Ville de Salies-de-Béarn
Création d'une œuvre artistique par le sculpteur Regis POCHELU
L’histoire de Salies de Béarn demeure intrinsèquement liée au sel : il en est le ferment. Sa présence sur ce territoire peut être perçu comme « un cadeau » de Dame-Nature, une richesse que les humains ont su découvrir et utiliser, il est appelé « l’Or blanc ». C’est tout naturellement que dans le paysage salisien, des spécificités liées à l’histoire de la communauté formée autour de ce trésor sont visibles et mis à l’honneur. Que ce soit architecturalement dans la configuration des maisons dite « en escargot » autour de la source, dans les anciennes maisons d’habitation avec par exemple le « coudélé », (auge de pierre au pied des maisons où l’eau s’écoulait dans un conduit en bois menant au « duli », réservoir d’eau circulaire), socialement avec la particularité de la Corporation des Parts-Prenants (création d’une société d’intérêt commun dès le XVIième siècle), avec des accessoires spécifiques, tels le sameau (sorte de sceau de 82 L. servant à transporter l’eau salée), artistiquement comme la sculpture « La Prauba Muda » du sculpteur Tisne en 1875, ou la fontaine avec son sanglier se référant à « la légende du sanglier et des chasseurs ». Ces éléments sont connus et reconnus, présents sur le territoire y compris sur le blason de la ville.
Bien qu’implicite dans tous ces symboles, Mère-Nature n’est pas « spécifiquement » mise à l’honneur, ni sa dimension « sacrée ». C’est pourquoi je souhaitais axer mon expression autour de son incarnation et peut-être, matérialiser son omniprésence et son omniscience pour permettre à chacun de venir se ressourcer près d’elle, la contempler, la toucher, lui adresser ses « prières » dans le sens agnostique du terme, la remercier, se nourrir de son énergie…
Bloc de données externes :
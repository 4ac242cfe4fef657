//! Server initialization and routing
//!
//! This module handles the Axum server setup including:
//! - Router configuration with all API endpoints
//! - Middleware stack (request ids, logging, compression, CORS)
//! - Graceful shutdown handling

use crate::config::ServerConfig;
use crate::middleware::{api_key_auth, log_requests, request_id};
use crate::routes::{admin, catalog, health, search};
use crate::routes::{api_info, not_found};
use crate::state::ServerState;
use axum::extract::DefaultBodyLimit;
use axum::http::StatusCode;
use axum::middleware::{from_fn, from_fn_with_state};
use axum::routing::{get, post};
use axum::Router;
use metrics_exporter_prometheus::PrometheusBuilder;
use std::net::SocketAddr;
use std::sync::Arc;
use tower_http::compression::CompressionLayer;
use tower_http::cors::{Any, CorsLayer};
use tower_http::timeout::TimeoutLayer;
use tower_http::trace::TraceLayer;

/// Build the Axum router with all routes and middleware
///
/// Routes are divided into:
/// - Public routes: /, /health, /ready, /metrics, /search, /categories
/// - Admin routes: /admin/* (API key required)
///
/// Middleware stack, outermost first:
/// 1. Tracing spans
/// 2. Request ID tracking
/// 3. Request logging
/// 4. CORS
/// 5. Compression
/// 6. Timeout handling
/// 7. API key authentication (admin routes only)
pub fn build_router(state: Arc<ServerState>) -> Router {
    let cors = if state.config.enable_cors {
        CorsLayer::new()
            .allow_origin(Any)
            .allow_methods(Any)
            .allow_headers(Any)
    } else {
        CorsLayer::new()
    };

    let public_routes = Router::new()
        .route("/", get(api_info))
        .route("/health", get(health::health_check))
        .route("/ready", get(health::readiness_check))
        .route("/metrics", get(health::metrics))
        .route("/metadata", get(health::server_metadata))
        .route("/search", post(search::search))
        .route("/categories", get(catalog::list_categories));

    let admin_routes = Router::new()
        .route("/admin/reload", post(admin::reload_catalog))
        .layer(from_fn_with_state(state.clone(), api_key_auth));

    Router::new()
        .merge(public_routes)
        .merge(admin_routes)
        .fallback(not_found)
        .layer(DefaultBodyLimit::max(state.config.max_body_size()))
        .layer(TimeoutLayer::with_status_code(
            StatusCode::SERVICE_UNAVAILABLE,
            state.config.timeout(),
        ))
        .layer(CompressionLayer::new())
        .layer(cors)
        .layer(from_fn(log_requests))
        .layer(from_fn(request_id))
        .layer(TraceLayer::new_for_http())
        .with_state(state)
}

/// Install the global `tracing` subscriber described by `config`.
pub fn init_tracing(config: &ServerConfig) {
    let builder = tracing_subscriber::fmt()
        .with_env_filter(config.log_level.as_str())
        .with_target(false);

    if config.log_format == "pretty" {
        builder.pretty().init();
    } else {
        builder
            .with_thread_ids(true)
            .with_thread_names(true)
            .json()
            .init();
    }
}

/// Start the catalog search HTTP server
///
/// Loads the configured catalog, builds the index and serves until SIGTERM
/// or Ctrl+C.
///
/// # Example
///
/// ```rust,no_run
/// use server::ServerConfig;
///
/// #[tokio::main]
/// async fn main() -> anyhow::Result<()> {
///     let config = ServerConfig::load()?;
///     server::start_server(config).await?;
///     Ok(())
/// }
/// ```
pub async fn start_server(config: ServerConfig) -> anyhow::Result<()> {
    init_tracing(&config);

    let mut state = ServerState::bootstrap(config.clone()).await?;
    if config.metrics_enabled {
        let handle = PrometheusBuilder::new().install_recorder()?;
        state = state.with_metrics(handle);
    }
    let state = Arc::new(state);

    if !state.engine().is_available() {
        tracing::warn!("No product embeddings found. Search will be disabled.");
    }

    let app = build_router(state);
    let addr: SocketAddr = config.socket_addr()?;

    tracing::info!(
        "Starting catalog search server on {} with {} admin API keys",
        addr,
        config.api_keys.len()
    );
    tracing::info!(
        "Timeout: {}s, search timeout: {}ms, max body: {}KB",
        config.timeout_secs,
        config.search_timeout_ms,
        config.max_body_size_kb
    );
    tracing::info!(
        "CORS: {}, Metrics: {}",
        config.enable_cors,
        config.metrics_enabled
    );

    let listener = tokio::net::TcpListener::bind(addr).await?;
    axum::serve(listener, app)
        .with_graceful_shutdown(shutdown_signal())
        .await?;

    tracing::info!("Server shutdown complete");
    Ok(())
}

/// Shutdown signal handler
async fn shutdown_signal() {
    use tokio::signal;

    let ctrl_c = async {
        signal::ctrl_c()
            .await
            .expect("Failed to install Ctrl+C handler");
    };

    #[cfg(unix)]
    let terminate = async {
        signal::unix::signal(signal::unix::SignalKind::terminate())
            .expect("Failed to install signal handler")
            .recv()
            .await;
    };

    #[cfg(not(unix))]
    let terminate = std::future::pending::<()>();

    tokio::select! {
        _ = ctrl_c => tracing::info!("Received Ctrl+C, shutting down..."),
        _ = terminate => tracing::info!("Received SIGTERM, shutting down..."),
    }
}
Choix du thème de la sculpture : « Mère-Nature, appelée également Déesse-Mère : sa magie ».
Il s’agit d’un domaine qui a une résonnance particulière à mes oreilles puisqu’il fait parti du fondement de mon choix de vie artistique, ma première source d’inspiration. Je souhaite mettre en avant le Principe Féminin, celui que nous avons (homme et femme) en chacun de nous, celui qui développe l'intuition, celui qui est amour inconditionnel, celui qui est sensibilité, empathie, guérison, créativité, intelligence émotionnelle. Rendre hommage à Mère-Nature, celle qui nous fait naître, nous nourrit, nous soigne, nous conserve, nous fait renaître…
Le minéral est pour moi une structure de base universelle, un socle dans tous les sens du terme au-delà de notre propre squelette. j’ai naturellement choisi d’utiliser la pierre que j’avais « devant ma porte » comme médium artistique privilégié : le grès. Celui-ci compose la majeure partie des montagnes basques. Cela est vraisemblablement dû à l’héritage de à nos ancêtres qui ont laissés leurs traces sur du minéral alentour… Le grès utilisé pour mes créations est principalement celui de la Rhune (seule carrière de grès du territoire), il est à lui seul une source d’énergie puissante (le grès est utilisé en bioénergie pour dynamiser les lieux).
Matériaux
Sur le site des Grandes Carrières de Grès de la Rhune, il s’avère qu’actuellement, ils ne sont pas en mesure de fournir un tel bloc en termes de dimensions monobloc de 200x120x80cm. Le délai pour en trouver d’une telle taille est malheureusement trop aléatoire pour garantir une livraison dans les temps.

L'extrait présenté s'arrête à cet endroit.